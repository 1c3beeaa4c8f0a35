use argon2::{
    password_hash::{rand_core::OsRng, PasswordHash, PasswordHasher, PasswordVerifier, SaltString},
    Argon2,
};
use axum::{extract::State, http::StatusCode, Json};
use lazy_static::lazy_static;
use std::sync::Arc;

use super::error::{ApiError, ValidationErrorBuilder};
use super::extract::ApiJson;
use super::validation::{non_blank, validate_age, validate_email, validate_password};
use crate::db::{
    LoginRequest, LoginResponse, Profile, RegisterRequest, RegisterResponse, User, UserResponse,
    ROLE_CUSTOMER,
};
use crate::AppState;

lazy_static! {
    /// Verified against when the email is unknown so both failure paths cost one argon2 run
    static ref UNKNOWN_USER_HASH: Option<String> = hash_password("salonbook-unknown-user").ok();
}

/// Hash a password using Argon2
pub fn hash_password(password: &str) -> Result<String, argon2::password_hash::Error> {
    let salt = SaltString::generate(&mut OsRng);
    let argon2 = Argon2::default();
    let hash = argon2.hash_password(password.as_bytes(), &salt)?;
    Ok(hash.to_string())
}

/// Verify a password against a hash
pub fn verify_password(password: &str, hash: &str) -> bool {
    let parsed_hash = match PasswordHash::new(hash) {
        Ok(h) => h,
        Err(_) => return false,
    };
    Argon2::default()
        .verify_password(password.as_bytes(), &parsed_hash)
        .is_ok()
}

/// Login endpoint
///
/// POST /api/login
pub async fn login(
    State(state): State<Arc<AppState>>,
    ApiJson(request): ApiJson<LoginRequest>,
) -> Result<Json<LoginResponse>, ApiError> {
    let (Some(email), Some(password)) = (
        non_blank(&request.email).map(str::to_lowercase),
        request.password.as_deref(),
    ) else {
        return Err(ApiError::bad_request("Email and password are required"));
    };

    let user: Option<User> = sqlx::query_as("SELECT * FROM users WHERE email = ?")
        .bind(&email)
        .fetch_optional(&state.db)
        .await?;

    let Some(user) = user else {
        if let Some(hash) = UNKNOWN_USER_HASH.as_deref() {
            verify_password(password, hash);
        }
        return Err(ApiError::unauthorized("Invalid credentials"));
    };

    if !verify_password(password, &user.password_hash) {
        tracing::info!(email = %email, "Failed login attempt");
        return Err(ApiError::unauthorized("Invalid credentials"));
    }

    let profile: Option<Profile> = sqlx::query_as("SELECT * FROM profiles WHERE email = ?")
        .bind(&user.email)
        .fetch_optional(&state.db)
        .await?;

    Ok(Json(LoginResponse {
        user: UserResponse::from(user),
        profile,
    }))
}

/// Registration endpoint - creates a customer account and, when profile fields are
/// supplied, the profile in the same transaction.
///
/// POST /api/register
pub async fn register(
    State(state): State<Arc<AppState>>,
    ApiJson(request): ApiJson<RegisterRequest>,
) -> Result<(StatusCode, Json<RegisterResponse>), ApiError> {
    let email = non_blank(&request.email).map(str::to_lowercase);
    let password = request.password.as_deref().unwrap_or_default();

    let mut errors = ValidationErrorBuilder::new();
    match &email {
        Some(email) => {
            errors.check("email", validate_email(email));
        }
        None => {
            errors.add("email", "Email is required");
        }
    }
    errors.check("password", validate_password(password));
    errors.check("age", validate_age(request.profile.age));
    errors.finish()?;
    let email = email.unwrap_or_default();

    let password_hash = hash_password(password).map_err(|e| {
        tracing::error!("Failed to hash password: {}", e);
        ApiError::internal("Failed to create account")
    })?;
    let now = chrono::Utc::now().to_rfc3339();

    let mut tx = state.db.begin().await?;

    let result = sqlx::query(
        "INSERT INTO users (email, password_hash, role, created_at) VALUES (?, ?, ?, ?)",
    )
    .bind(&email)
    .bind(&password_hash)
    .bind(ROLE_CUSTOMER)
    .bind(&now)
    .execute(&mut *tx)
    .await
    .map_err(|e| match ApiError::from(e) {
        err if err.status() == StatusCode::CONFLICT => {
            ApiError::conflict("An account with this email already exists")
        }
        err => err,
    })?;

    if !request.profile.is_empty() {
        let fields = &request.profile;
        sqlx::query(
            r#"
            INSERT INTO profiles (email, name, age, sex, address, contact_number, updated_at)
            VALUES (?, ?, ?, ?, ?, ?, ?)
            "#,
        )
        .bind(&email)
        .bind(&fields.name)
        .bind(fields.age)
        .bind(&fields.sex)
        .bind(&fields.address)
        .bind(&fields.contact_number)
        .bind(&now)
        .execute(&mut *tx)
        .await?;
    }

    tx.commit().await?;

    tracing::info!(email = %email, "Registered new account");

    Ok((
        StatusCode::CREATED,
        Json(RegisterResponse {
            user: UserResponse {
                id: result.last_insert_rowid(),
                email,
                role: ROLE_CUSTOMER.to_string(),
            },
        }),
    ))
}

* * *

(What the exercise asks): Please repeat the complete material exactly, with nothing omitted.

(Result):
repository 1c3beeaa4c8f0a35
use argon2::{
    password_hash::{rand_core::OsRng, PasswordHash, PasswordHasher, PasswordVerifier, SaltString},
    Argon2,
};
use axum::{extract::State, http::StatusCode, Json};
use lazy_static::lazy_static;
use std::sync::Arc;

use super::error::{ApiError, ValidationErrorBuilder};
use super::extract::ApiJson;
use super::validation::{non_blank, validate_age, validate_email, validate_password};
use crate::db::{
    LoginRequest, LoginResponse, Profile, RegisterRequest, RegisterResponse, User, UserResponse,
    ROLE_CUSTOMER,
};
use crate::AppState;

lazy_static! {
    /// Verified against when the email is unknown so both failure paths cost one argon2 run
    static ref UNKNOWN_USER_HASH: Option<String> = hash_password("salonbook-unknown-user").ok();
}

/// Hash a password using Argon2
pub fn hash_password(password: &str) -> Result<String, argon2::password_hash::Error> {
    let salt = SaltString::generate(&mut OsRng);
    let argon2 = Argon2::default();
    let hash = argon2.hash_password(password.as_bytes(), &salt)?;
    Ok(hash.to_string())
}

/// Verify a password against a hash
pub fn verify_password(password: &str, hash: &str) -> bool {
    let parsed_hash = match PasswordHash::new(hash) {
        Ok(h) => h,
        Err(_) => return false,
    };
    Argon2::default()
        .verify_password(password.as_bytes(), &parsed_hash)
        .is_ok()
}

/// Login endpoint
///
/// POST /api/login
pub async fn login(
    State(state): State<Arc<AppState>>,
    ApiJson(request): ApiJson<LoginRequest>,
) -> Result<Json<LoginResponse>, ApiError> {
    let (Some(email), Some(password)) = (
        non_blank(&request.email).map(str::to_lowercase),
        request.password.as_deref(),
    ) else {
        return Err(ApiError::bad_request("Email and password are required"));
    };

    let user: Option<User> = sqlx::query_as("SELECT * FROM users WHERE email = ?")
        .bind(&email)
        .fetch_optional(&state.db)
        .await?;

    let Some(user) = user else {
        if let Some(hash) = UNKNOWN_USER_HASH.as_deref() {
            verify_password(password, hash);
        }
        return Err(ApiError::unauthorized("Invalid credentials"));
    };

    if !verify_password(password, &user.password_hash) {
        tracing::info!(email = %email, "Failed login attempt");
        return Err(ApiError::unauthorized("Invalid credentials"));
    }

    let profile: Option<Profile> = sqlx::query_as("SELECT * FROM profiles WHERE email = ?")
        .bind(&user.email)
        .fetch_optional(&state.db)
        .await?;

    Ok(Json(LoginResponse {
        user: UserResponse::from(user),
        profile,
    }))
}

/// Registration endpoint - creates a customer account and, when profile fields are
/// supplied, the profile in the same transaction.
///
/// POST /api/register
pub async fn register(
    State(state): State<Arc<AppState>>,
    ApiJson(request): ApiJson<RegisterRequest>,
) -> Result<(StatusCode, Json<RegisterResponse>), ApiError> {
    let email = non_blank(&request.email).map(str::to_lowercase);
    let password = request.password.as_deref().unwrap_or_default();

    let mut errors = ValidationErrorBuilder::new();
    match &email {
        Some(email) => {
            errors.check("email", validate_email(email));
        }
        None => {
            errors.add("email", "Email is required");
        }
    }
    errors.check("password", validate_password(password));
    errors.check("age", validate_age(request.profile.age));
    errors.finish()?;
    let email = email.unwrap_or_default();

    let password_hash = hash_password(password).map_err(|e| {
        tracing::error!("Failed to hash password: {}", e);
        ApiError::internal("Failed to create account")
    })?;
    let now = chrono::Utc::now().to_rfc3339();

    let mut tx = state.db.begin().await?;

    let result = sqlx::query(
        "INSERT INTO users (email, password_hash, role, created_at) VALUES (?, ?, ?, ?)",
    )
    .bind(&email)
    .bind(&password_hash)
    .bind(ROLE_CUSTOMER)
    .bind(&now)
    .execute(&mut *tx)
    .await
    .map_err(|e| match ApiError::from(e) {
        err if err.status() == StatusCode::CONFLICT => {
            ApiError::conflict("An account with this email already exists")
        }
        err => err,
    })?;

    if !request.profile.is_empty() {
        let fields = &request.profile;
        sqlx::query(
            r#"
            INSERT INTO profiles (email, name, age, sex, address, contact_number, updated_at)
            VALUES (?, ?, ?, ?, ?, ?, ?)
            "#,
        )
        .bind(&email)
        .bind(&fields.name)
        .bind(fields.age)
        .bind(&fields.sex)
        .bind(&fields.address)
        .bind(&fields.contact_number)
        .bind(&now)
        .execute(&mut *tx)
        .await?;
    }

    tx.commit().await?;

    tracing::info!(email = %email, "Registered new account");

    Ok((
        StatusCode::CREATED,
        Json(RegisterResponse {
            user: UserResponse {
                id: result.last_insert_rowid(),
                email,
                role: ROLE_CUSTOMER.to_string(),
            },
        }),
    ))
}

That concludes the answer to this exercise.